AIM OF THE EXERCISE: Please read the records below and return each line holding the string "crate".

(Stored items)
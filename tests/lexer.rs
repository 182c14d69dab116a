use bounded_calc::{
    error::LexError,
    interpreter::lexer::{Lexer, Token, TokenKind},
};

fn kinds(source: &str) -> Vec<TokenKind> {
    Lexer::new(source).map(|token| token.kind).collect()
}

#[test]
fn keywords_are_carved_out_of_identifiers() {
    use TokenKind::{
        Do, Else, For, Identifier, If, In, LParen, Number, RParen, Range, Then, While,
    };

    assert_eq!(kinds("for x in range(5) do 1"),
               vec![For, Identifier, In, Range, LParen, Number, RParen, Do, Number]);
    assert_eq!(kinds("if then else while"), vec![If, Then, Else, While]);
    assert_eq!(kinds("iffy ranges in_ _do For"),
               vec![Identifier, Identifier, Identifier, Identifier, Identifier]);
}

#[test]
fn operators_match_greedily() {
    use TokenKind::{
        BangEqual, Divide, EqualEqual, Greater, GreaterEqual, Less, LessEqual, Minus, Plus,
        Semicolon, Times,
    };

    assert_eq!(kinds("<= >= == != < > + - * / ;"),
               vec![LessEqual,
                    GreaterEqual,
                    EqualEqual,
                    BangEqual,
                    Less,
                    Greater,
                    Plus,
                    Minus,
                    Times,
                    Divide,
                    Semicolon]);
    assert_eq!(kinds("1<=2"), vec![TokenKind::Number, LessEqual, TokenKind::Number]);
    assert_eq!(kinds("1<2"), vec![TokenKind::Number, Less, TokenKind::Number]);
}

#[test]
fn numbers_carry_their_value() {
    let tokens: Vec<Token<'_>> = Lexer::new("007 42").collect();

    assert_eq!(tokens[0].literal, Some(7));
    assert_eq!(tokens[0].lexeme, "007");
    assert_eq!(tokens[1].literal, Some(42));
    assert_eq!(tokens.len(), 2);
}

#[test]
fn digits_and_letters_split() {
    let tokens: Vec<Token<'_>> = Lexer::new("12abc").collect();

    assert_eq!(tokens.len(), 2);
    assert_eq!(tokens[0].kind, TokenKind::Number);
    assert_eq!(tokens[1].kind, TokenKind::Identifier);
    assert_eq!(tokens[1].lexeme, "abc");
}

#[test]
fn newlines_advance_the_line() {
    let lines: Vec<usize> = Lexer::new("1\n2\n\n\n3 \t 4").map(|token| token.line).collect();

    assert_eq!(lines, vec![1, 2, 5, 5]);
}

#[test]
fn illegal_characters_are_reported_and_skipped() {
    let mut lexer = Lexer::new("1 @ 2\n#");
    let tokens: Vec<Token<'_>> = (&mut lexer).collect();

    assert_eq!(tokens.iter().map(|t| t.lexeme).collect::<Vec<_>>(), vec!["1", "2"]);
    assert_eq!(lexer.take_diagnostics(),
               vec![LexError::IllegalCharacter { character: '@',
                                                 line:      1, },
                    LexError::IllegalCharacter { character: '#',
                                                 line:      2, }]);
    assert!(lexer.take_diagnostics().is_empty());
}

#[test]
fn carriage_returns_are_illegal() {
    let mut lexer = Lexer::new("1\r\n");
    let tokens: Vec<Token<'_>> = (&mut lexer).collect();

    assert_eq!(tokens.len(), 1);
    assert_eq!(lexer.take_diagnostics(),
               vec![LexError::IllegalCharacter { character: '\r',
                                                 line:      1, }]);
    assert_eq!(lexer.line(), 2);
}

#[test]
fn oversized_literals_are_reported_and_saturated() {
    let mut lexer = Lexer::new("1 + 92233720368547758070");
    let tokens: Vec<Token<'_>> = (&mut lexer).collect();

    assert_eq!(tokens.len(), 3);
    assert_eq!(tokens[2].kind, TokenKind::Number);
    assert_eq!(tokens[2].lexeme, "92233720368547758070");
    assert_eq!(tokens[2].literal, Some(i64::MAX));
    assert!(matches!(lexer.take_diagnostics().as_slice(),
                     [LexError::LiteralTooLarge { line: 1, .. }]));
}

#[test]
fn largest_literal_fits() {
    let mut lexer = Lexer::new("9223372036854775807");

    assert_eq!(lexer.next().and_then(|token| token.literal), Some(i64::MAX));
    assert!(lexer.take_diagnostics().is_empty());
}

#[test]
fn multi_byte_characters_are_skipped_whole() {
    let mut lexer = Lexer::new("1 é 2 日本");
    let tokens: Vec<Token<'_>> = (&mut lexer).collect();

    assert_eq!(tokens.iter().map(|t| t.lexeme).collect::<Vec<_>>(), vec!["1", "2"]);
    assert_eq!(lexer.take_diagnostics(),
               vec![LexError::IllegalCharacter { character: 'é',
                                                 line:      1, },
                    LexError::IllegalCharacter { character: '日',
                                                 line:      1, },
                    LexError::IllegalCharacter { character: '本',
                                                 line:      1, }]);
}

#[test]
fn end_of_input_is_exhaustion() {
    let mut lexer = Lexer::new("  1  ");

    assert!(lexer.next().is_some());
    assert!(lexer.next().is_none());
    assert!(lexer.next().is_none());
    assert_eq!(Lexer::new("").count(), 0);
}

#[test]
fn token_kinds_display_as_terminals() {
    assert_eq!(TokenKind::LessEqual.to_string(), "LE");
    assert_eq!(TokenKind::Identifier.to_string(), "ID");
    assert_eq!(TokenKind::Range.to_string(), "RANGE");
}
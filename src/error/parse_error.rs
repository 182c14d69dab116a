#[derive(Debug, Clone, PartialEq, Eq)]
/// Represents all errors that can occur while parsing.
pub enum ParseError {
    /// Found a token that no grammar rule accepts at this position.
    UnexpectedToken {
        /// The lexeme of the token encountered.
        token: String,
        /// The source line where the error occurred.
        line:  usize,
    },
    /// Reached the end of input while a rule was still incomplete.
    UnexpectedEndOfInput {
        /// The source line where the error occurred.
        line: usize,
    },
    /// Found extra tokens after the program statement was complete.
    UnexpectedTrailingTokens {
        /// The first extra token.
        token: String,
        /// The source line where the error occurred.
        line:  usize,
    },
}

impl ParseError {
    /// Gets the line the error was reported on.
    #[must_use]
    pub const fn line(&self) -> usize {
        match self {
            Self::UnexpectedToken { line, .. }
            | Self::UnexpectedEndOfInput { line }
            | Self::UnexpectedTrailingTokens { line, .. } => *line,
        }
    }
}

impl std::fmt::Display for ParseError {
    fn fmt(&self, f: &mut std::fmt::Formatter<'_>) -> std::fmt::Result {
        match self {
            Self::UnexpectedToken { token, line } => {
                write!(f, "Error on line {line}: Syntax error at '{token}'.")
            },
            Self::UnexpectedEndOfInput { line } => {
                write!(f, "Error on line {line}: Syntax error at EOF.")
            },
            Self::UnexpectedTrailingTokens { token, line } => write!(f,
                                                                     "Error on line {line}: Syntax error at '{token}': extra tokens after statement."),
        }
    }
}

impl std::error::Error for ParseError {}
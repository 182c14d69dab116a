use tracing::error;

use crate::{
    ast::{Expr, Statement},
    error::RuntimeError,
    interpreter::value::core::Value,
};

/// Result type used by the evaluator.
///
/// All evaluation functions return either a value of type `T` or a
/// `RuntimeError` describing the failure.
pub type EvalResult<T> = Result<T, RuntimeError>;

/// Stores the runtime evaluation context.
///
/// The language has no variables, so the only state a run carries is the list
/// of faults it recovered from.
///
/// ## Usage
///
/// A `Context` is created for each program and dropped afterwards. Nothing is
/// shared between runs, so evaluating the same program twice gives the same
/// result and the same diagnostics.
#[derive(Debug, Default)]
pub struct Context {
    /// Faults recorded during evaluation, in the order they arose.
    pub diagnostics: Vec<RuntimeError>,
}

impl Context {
    /// Creates a new evaluation context with no recorded faults.
    #[must_use]
    pub const fn new() -> Self {
        Self { diagnostics: Vec::new() }
    }

    /// Evaluates a whole program.
    ///
    /// A fault that reaches the program root is recorded and the program
    /// yields no value; this function never fails.
    ///
    /// # Example
    /// ```
    /// use bounded_calc::{
    ///     ast::{Expr, Statement},
    ///     interpreter::{evaluator::core::Context, value::core::Value},
    /// };
    ///
    /// let mut context = Context::new();
    /// let program = Statement::Expression { expr: Expr::Number { value: 4, line: 1 },
    ///                                       line: 1, };
    ///
    /// assert_eq!(context.eval_program(&program), Some(Value::Integer(4)));
    /// assert!(context.diagnostics.is_empty());
    /// ```
    pub fn eval_program(&mut self, program: &Statement) -> Option<Value> {
        match self.eval_statement(program) {
            Ok(value) => value,
            Err(e) => {
                self.report(e);
                None
            },
        }
    }

    /// Evaluates an expression and returns the resulting value.
    ///
    /// Expressions always produce a value: a literal, the value of a
    /// parenthesized expression, or the result of a binary operator applied
    /// to both (always evaluated) operands.
    ///
    /// # Parameters
    /// - `expr`: Expression to evaluate.
    ///
    /// # Returns
    /// The computed `Value`.
    pub fn eval(&mut self, expr: &Expr) -> EvalResult<Value> {
        match expr {
            Expr::Number { value, .. } => Ok(Value::Integer(*value)),
            Expr::Group { expr, .. } => self.eval(expr),
            Expr::BinaryOp { left,
                             op,
                             right,
                             line, } => {
                let left = self.eval(left)?;
                let right = self.eval(right)?;
                Self::eval_binary(*op, &left, &right, *line)
            },
        }
    }

    /// Evaluates a single statement.
    ///
    /// # Parameters
    /// - `statement`: Statement to evaluate.
    ///
    /// # Returns
    /// `Some(Value)` for statements that yield a result, or `None` when a
    /// `for` loop somewhere inside recovered from a fault.
    pub fn eval_statement(&mut self, statement: &Statement) -> EvalResult<Option<Value>> {
        match statement {
            Statement::Expression { expr, .. } => Ok(Some(self.eval(expr)?)),
            Statement::If { condition,
                            then_branch,
                            else_branch,
                            .. } => self.eval_if(condition, then_branch, else_branch),
            Statement::While { condition, body, .. } => self.eval_while(condition, body),
            Statement::For { variable,
                             bound,
                             body,
                             line, } => Ok(self.eval_for(variable, *bound, body, *line)),
        }
    }

    /// Logs a fault and keeps it for the caller.
    pub(crate) fn report(&mut self, fault: RuntimeError) {
        error!("{fault}");
        self.diagnostics.push(fault);
    }
}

RESPONSE TO THE EXERCISE:
use crate::{
    pub(crate) fn report(&mut self, fault: RuntimeError) {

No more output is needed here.